Baru ngeh klo di Ngawi ada benteng zaman peninggalan Belanda, mungkin karena kurangnya publikasi dari Pemerintah daerah dalam hal Pariwisata dan Budaya jadi nama Benteng ini kurang begitu di ketahui oleh Masyarakat Indonesia. Menurut sejarahnya Benteng ini di bangun oleh pemerintahan Hindia Belanda pada tahun 1839 – 1845 dengan nama Font Van Den Bosch . Terletak di Kelurahan Pelem , Kecamatan Ngawi Lokasi sejarah ini mudah dijangkau dengan alat transportasi karena letak dekat dengan pusat kota Ngawi . Tapi kendaran apa yang bisa menghantar kita ke lokasi dari terminal sampai ke lokasi ? sepertinya informasinya belum jelas di publikasikan berapa ongkos yang perlu di rogoh, berapa harga tiket masuknya ?

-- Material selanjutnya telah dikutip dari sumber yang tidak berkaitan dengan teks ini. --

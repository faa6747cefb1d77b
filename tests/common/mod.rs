//! Shared utilities for gateway integration tests.

use std::net::SocketAddr;
use std::path::PathBuf;
use std::sync::Arc;

use tokio::io::{AsyncReadExt, AsyncWriteExt};
use tokio::net::TcpListener;
use tokio::sync::mpsc;

use minechat_gateway::{ConfigProvider, GatewayConfig, GatewayHandle, GatewayServer, RuntimeConfig};

/// Start a gateway on an ephemeral port serving `root`, with a fixed
/// backend configuration. Empty `api_base` means "unconfigured".
pub async fn start_gateway(root: PathBuf, api_base: &str) -> GatewayHandle {
    let api_base = api_base.to_string();
    let provider: ConfigProvider = Arc::new(move || RuntimeConfig {
        api_base: api_base.clone(),
        api_proxy_base: String::new(),
    });

    let config = GatewayConfig {
        static_root: root,
        host: "127.0.0.1".to_string(),
        port: 0,
    };

    let server = GatewayServer::bind(config, provider).await.unwrap();
    server.start()
}

/// Create a static root with a few representative assets.
pub fn static_root() -> tempfile::TempDir {
    let dir = tempfile::tempdir().unwrap();
    std::fs::write(dir.path().join("index.html"), "<html>home</html>").unwrap();
    std::fs::write(dir.path().join("app.js"), "console.log('app');").unwrap();
    std::fs::create_dir(dir.path().join("img")).unwrap();
    std::fs::write(dir.path().join("img/logo.svg"), "<svg/>").unwrap();
    dir
}

/// Start a mock backend that captures each raw request head and replies
/// with a fixed response carrying `extra_headers` (CRLF-terminated lines).
#[allow(dead_code)]
pub async fn start_recording_backend(
    extra_headers: &'static str,
) -> (SocketAddr, mpsc::UnboundedReceiver<String>) {
    let listener = TcpListener::bind("127.0.0.1:0").await.unwrap();
    let addr = listener.local_addr().unwrap();
    let (tx, rx) = mpsc::unbounded_channel();

    tokio::spawn(async move {
        loop {
            let Ok((mut socket, _)) = listener.accept().await else {
                break;
            };
            let tx = tx.clone();
            tokio::spawn(async move {
                let mut buf = Vec::new();
                let mut chunk = [0u8; 4096];
                loop {
                    match socket.read(&mut chunk).await {
                        Ok(0) => break,
                        Ok(n) => {
                            buf.extend_from_slice(&chunk[..n]);
                            if buf.windows(4).any(|w| w == b"\r\n\r\n") {
                                break;
                            }
                        }
                        Err(_) => break,
                    }
                }
                let _ = tx.send(String::from_utf8_lossy(&buf).into_owned());

                let body = "upstream-ok";
                let response = format!(
                    "HTTP/1.1 200 OK\r\nContent-Length: {}\r\n{}Connection: close\r\n\r\n{}",
                    body.len(),
                    extra_headers,
                    body
                );
                let _ = socket.write_all(response.as_bytes()).await;
                let _ = socket.shutdown().await;
            });
        }
    });

    (addr, rx)
}

/// Start a WebSocket echo server; text and binary frames bounce straight
/// back.
#[allow(dead_code)]
pub async fn start_ws_echo() -> SocketAddr {
    let listener = TcpListener::bind("127.0.0.1:0").await.unwrap();
    let addr = listener.local_addr().unwrap();

    tokio::spawn(async move {
        loop {
            let Ok((socket, _)) = listener.accept().await else {
                break;
            };
            tokio::spawn(async move {
                use futures_util::{SinkExt, StreamExt};
                let Ok(mut ws) = tokio_tungstenite::accept_async(socket).await else {
                    return;
                };
                while let Some(Ok(message)) = ws.next().await {
                    if message.is_text() || message.is_binary() {
                        if ws.send(message).await.is_err() {
                            break;
                        }
                    } else if message.is_close() {
                        break;
                    }
                }
            });
        }
    });

    addr
}
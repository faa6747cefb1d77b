//! Serves resolved files with content-type and cache headers.

use std::path::Path;

use axum::body::Body;
use axum::http::{header, StatusCode};
use axum::response::{IntoResponse, Response};

use crate::assets::{mime, resolver};
use crate::error::GatewayError;

/// Serve the file addressed by `url_path` from `root`.
///
/// Failures are converted into responses here; callers never see an error.
pub async fn serve(root: &Path, url_path: &str) -> Response {
    match serve_inner(root, url_path).await {
        Ok(response) => response,
        Err(err) => {
            if matches!(err, GatewayError::PathTraversal) {
                tracing::warn!(path = %url_path, "blocked static path traversal attempt");
            }
            err.into_response()
        }
    }
}

async fn serve_inner(root: &Path, url_path: &str) -> Result<Response, GatewayError> {
    let mut file_path = resolver::resolve(root, url_path)?;

    // A resolved directory transparently serves its index.html.
    if let Ok(meta) = tokio::fs::metadata(&file_path).await {
        if meta.is_dir() {
            file_path.push("index.html");
        }
    }

    let contents = match tokio::fs::read(&file_path).await {
        Ok(contents) => contents,
        Err(err) if err.kind() == std::io::ErrorKind::NotFound => {
            return Err(GatewayError::NotFound)
        }
        Err(err) => return Err(GatewayError::Internal(err.to_string())),
    };

    let ext = file_path
        .extension()
        .and_then(|ext| ext.to_str())
        .map(|ext| ext.to_ascii_lowercase())
        .unwrap_or_default();

    Ok((
        StatusCode::OK,
        [
            (header::CONTENT_TYPE, mime::content_type_for(&ext)),
            (header::CACHE_CONTROL, mime::cache_control_for(&ext)),
        ],
        Body::from(contents),
    )
        .into_response())
}
//! Content-type and cache-policy tables for served assets.

/// Long-lived client cache. Non-HTML assets are content-hashed by the
/// frontend build, so they can be treated as immutable.
pub const CACHE_IMMUTABLE: &str = "public, max-age=31536000, immutable";

/// HTML is the navigation entry point and must pick up redeploys.
pub const CACHE_NO_CACHE: &str = "no-cache";

/// Map a lowercase file extension to its content type.
pub fn content_type_for(ext: &str) -> &'static str {
    match ext {
        "html" => "text/html; charset=utf-8",
        "js" => "application/javascript; charset=utf-8",
        "css" => "text/css; charset=utf-8",
        "json" => "application/json; charset=utf-8",
        "png" => "image/png",
        "jpg" | "jpeg" => "image/jpeg",
        "gif" => "image/gif",
        "svg" => "image/svg+xml",
        "ico" => "image/x-icon",
        "txt" => "text/plain; charset=utf-8",
        "webp" => "image/webp",
        "woff" => "font/woff",
        "woff2" => "font/woff2",
        _ => "application/octet-stream",
    }
}

/// Cache directive for a file extension.
pub fn cache_control_for(ext: &str) -> &'static str {
    if ext == "html" {
        CACHE_NO_CACHE
    } else {
        CACHE_IMMUTABLE
    }
}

Klo di telusuri di mbah google mengenai benteng ini, banyak para aktivis di blogger di NGAWI berusaha mengangkat peninggalan sejarah ini seperti yang di ceritakan oleh blogger mas dru , beliau dan teman-teman begitu semangat sekali.
Beberapa tempat pariwisata di Kota Ngawi : .
semuanya belum pernah terkunjungi, mungkin karena kurangnya informasi yang saya dapati , jadinya tidak memahami kota Ngawi secara baik, lain halnya dengan Magetan.
Mudah-mudahan ada pihak pertelevisian swasta di Indonesia tertarik untuk meliput keberadaan benteng ini untuk di jadikan Pariwisata andalan di Kota Ngawi.
Padahal kalo di tata dengan baik, Peninggalan sejarah ini akan menghasilkan uang , sayangnya pemerintah daerah selalu tidak memimiliki alasan dana yang tidak cukup dalam hal anggarannya.






gan, ada foto2 ruangan2 d benteng pendhem g?
nah itu dia mas, dapet dari blogger Magetan ya cuman depannya duang. mungkin disana foto-fotonya banyak.
sekarang sudah dibuka umum
pada hari minggu dan sabtu
keren banget tmpatnya..
gag nyangka ada tempat bersejarah yang deket” giitu…
setiiiap harii dii buka,tiket masuk cuma 2ribu aja..
Hayo mbak Dita di publikasikan ke masyarakat agar mengetahuinya dan menjadi obyek wisata bersejarah.